> _Activity_:
For every line in the records that has the word "exactly", make a copy.
Records provided: Begin
// Copyright (C) 2025 SyncMyOrders Sp. z o.o.
// SPDX-License-Identifier: AGPL-3.0-or-later
//! Tagged messages exchanged between the dispatcher and its workers.
//!
//! Every outbound [`Request`] carries a fresh request id; the worker answers
//! with exactly one [`Reply`] tagged with the same id plus its own worker id,
//! which is how the dispatcher correlates responses and clears slot state.

use serde::{Deserialize, Serialize};
use serde_json::Value;
use uuid::Uuid;

/// Stable identifier of a worker within one dispatcher.
pub type WorkerId = u32;

/// A SQL statement plus positional parameters in wire form.
///
/// Parameters are plain JSON values; the executing side binds them by JSON
/// type (null, bool, integer, float, string; arrays and objects bind as
/// JSONB).
#[derive(Debug, Clone, Serialize, Deserialize, PartialEq)]
pub struct QuerySpec {
    pub sql: String,
    #[serde(default)]
    pub params: Vec<Value>,
}

impl QuerySpec {
    /// Create a spec with no parameters.
    pub fn new(sql: impl Into<String>) -> Self {
        Self {
            sql: sql.into(),
            params: Vec::new(),
        }
    }

    /// Attach positional parameters.
    pub fn with_params(mut self, params: Vec<Value>) -> Self {
        self.params = params;
        self
    }
}

/// A registered task invocation: name plus value-only arguments.
#[derive(Debug, Clone, Serialize, Deserialize, PartialEq)]
pub struct TaskCall {
    pub task: String,
    #[serde(default)]
    pub args: Value,
}

/// Requests sent from the dispatcher to a worker.
#[derive(Debug, Clone, Serialize, Deserialize)]
#[serde(tag = "type", rename_all = "snake_case")]
pub enum Request {
    /// Execute a registered CPU task and reply with its return value. No
    /// database client is involved.
    Task {
        request_id: Uuid,
        task: String,
        #[serde(default)]
        args: Value,
    },

    /// Begin a session. With `task` set, the worker checks out a client,
    /// runs the registered session task against it, releases the client on
    /// every path, and replies with the task's return value. Without `task`,
    /// the worker checks out a client, pins it under `session_id`, and
    /// replies with an acknowledgement; subsequent [`Request::SessionQuery`]
    /// messages address the pinned client.
    SessionStart {
        request_id: Uuid,
        session_id: Uuid,
        #[serde(default, skip_serializing_if = "Option::is_none")]
        task: Option<TaskCall>,
    },

    /// Run a query on the client pinned under `session_id`.
    SessionQuery {
        request_id: Uuid,
        session_id: Uuid,
        query: QuerySpec,
    },

    /// Release the client pinned under `session_id`. `failed` mirrors the
    /// outcome of the caller-side session body: a failed session discards
    /// the underlying connection instead of returning it to the pool.
    SessionEnd {
        request_id: Uuid,
        session_id: Uuid,
        failed: bool,
    },
}

impl Request {
    /// The correlation id carried by this request.
    pub fn request_id(&self) -> Uuid {
        match self {
            Self::Task { request_id, .. }
            | Self::SessionStart { request_id, .. }
            | Self::SessionQuery { request_id, .. }
            | Self::SessionEnd { request_id, .. } => *request_id,
        }
    }

    /// The session this request addresses, if any.
    pub fn session_id(&self) -> Option<Uuid> {
        match self {
            Self::Task { .. } => None,
            Self::SessionStart { session_id, .. }
            | Self::SessionQuery { session_id, .. }
            | Self::SessionEnd { session_id, .. } => Some(*session_id),
        }
    }

    /// Short name of the message kind, for logging.
    pub fn kind(&self) -> &'static str {
        match self {
            Self::Task { .. } => "task",
            Self::SessionStart { .. } => "session_start",
            Self::SessionQuery { .. } => "session_query",
            Self::SessionEnd { .. } => "session_end",
        }
    }
}

/// Error payload carried in a failed reply.
///
/// `category` is the snake_case name of the error category assigned at the
/// worker boundary; the dispatcher rebuilds a categorized error from it. An
/// unknown or empty category maps to the unknown category on receipt.
#[derive(Debug, Clone, Serialize, Deserialize, PartialEq)]
pub struct WireError {
    pub message: String,
    #[serde(default)]
    pub category: String,
}

impl WireError {
    pub fn new(message: impl Into<String>, category: impl Into<String>) -> Self {
        Self {
            message: message.into(),
            category: category.into(),
        }
    }
}

/// Result payload of a reply.
#[derive(Debug, Clone, Serialize, Deserialize)]
#[serde(tag = "status", rename_all = "snake_case")]
pub enum Outcome {
    Ok {
        #[serde(default)]
        data: Value,
    },
    Err {
        error: WireError,
    },
}

/// A worker's answer to exactly one request.
#[derive(Debug, Clone, Serialize, Deserialize)]
pub struct Reply {
    pub request_id: Uuid,
    pub worker_id: WorkerId,
    #[serde(flatten)]
    pub outcome: Outcome,
}

impl Reply {
    /// Build a successful reply.
    pub fn ok(request_id: Uuid, worker_id: WorkerId, data: Value) -> Self {
        Self {
            request_id,
            worker_id,
            outcome: Outcome::Ok { data },
        }
    }

    /// Build a failed reply.
    pub fn err(request_id: Uuid, worker_id: WorkerId, error: WireError) -> Self {
        Self {
            request_id,
            worker_id,
            outcome: Outcome::Err { error },
        }
    }

    /// True if the reply carries data rather than an error.
    pub fn is_ok(&self) -> bool {
        matches!(self.outcome, Outcome::Ok { .. })
    }
}

#[cfg(test)]
mod tests {
    use super::*;
    use serde_json::json;

    #[test]
    fn test_request_id_accessor() {
        let id = Uuid::new_v4();
        let request = Request::Task {
            request_id: id,
            task: "sum".to_string(),
            args: json!([1, 2]),
        };
        assert_eq!(request.request_id(), id);
        assert_eq!(request.session_id(), None);
        assert_eq!(request.kind(), "task");
    }

    #[test]
    fn test_session_id_accessor() {
        let request_id = Uuid::new_v4();
        let session_id = Uuid::new_v4();
        let request = Request::SessionQuery {
            request_id,
            session_id,
            query: QuerySpec::new("SELECT 1"),
        };
        assert_eq!(request.session_id(), Some(session_id));
        assert_eq!(request.kind(), "session_query");
    }

    #[test]
    fn test_request_round_trip() {
        let request = Request::SessionStart {
            request_id: Uuid::new_v4(),
            session_id: Uuid::new_v4(),
            task: Some(TaskCall {
                task: "report".to_string(),
                args: json!({ "limit": 10 }),
            }),
        };
        let encoded = serde_json::to_string(&request).unwrap();
        let decoded: Request = serde_json::from_str(&encoded).unwrap();
        assert_eq!(request.request_id(), decoded.request_id());
        assert_eq!(request.session_id(), decoded.session_id());
        assert_eq!(decoded.kind(), "session_start");
    }

    #[test]
    fn test_pin_only_session_start_omits_task() {
        let request = Request::SessionStart {
            request_id: Uuid::new_v4(),
            session_id: Uuid::new_v4(),
            task: None,
        };
        let encoded = serde_json::to_value(&request).unwrap();
        assert!(encoded.get("task").is_none());
    }

    #[test]
    fn test_reply_ok_round_trip() {
        let reply = Reply::ok(Uuid::new_v4(), 3, json!({ "rows": [] }));
        assert!(reply.is_ok());

        let encoded = serde_json::to_string(&reply).unwrap();
        let decoded: Reply = serde_json::from_str(&encoded).unwrap();
        assert_eq!(decoded.request_id, reply.request_id);
        assert_eq!(decoded.worker_id, 3);
        assert!(decoded.is_ok());
    }

    #[test]
    fn test_reply_err_round_trip() {
        let reply = Reply::err(
            Uuid::new_v4(),
            0,
            WireError::new("deadlock detected", "deadlock"),
        );
        assert!(!reply.is_ok());

        let encoded = serde_json::to_string(&reply).unwrap();
        let decoded: Reply = serde_json::from_str(&encoded).unwrap();
        match decoded.outcome {
            Outcome::Err { error } => {
                assert_eq!(error.message, "deadlock detected");
                assert_eq!(error.category, "deadlock");
            }
            Outcome::Ok { .. } => panic!("expected error outcome"),
        }
    }

    #[test]
    fn test_wire_error_default_category() {
        let decoded: WireError = serde_json::from_str(r#"{"message":"boom"}"#).unwrap();
        assert_eq!(decoded.message, "boom");
        assert_eq!(decoded.category, "");
    }

    #[test]
    fn test_query_spec_builder() {
        let spec = QuerySpec::new("SELECT $1").with_params(vec![json!(42)]);
        assert_eq!(spec.sql, "SELECT $1");
        assert_eq!(spec.params, vec![json!(42)]);
    }
}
Records provided: End
> _Result for this exercise_:
//! with exactly one [`Reply`] tagged with the same id plus its own worker id,
/// A worker's answer to exactly one request.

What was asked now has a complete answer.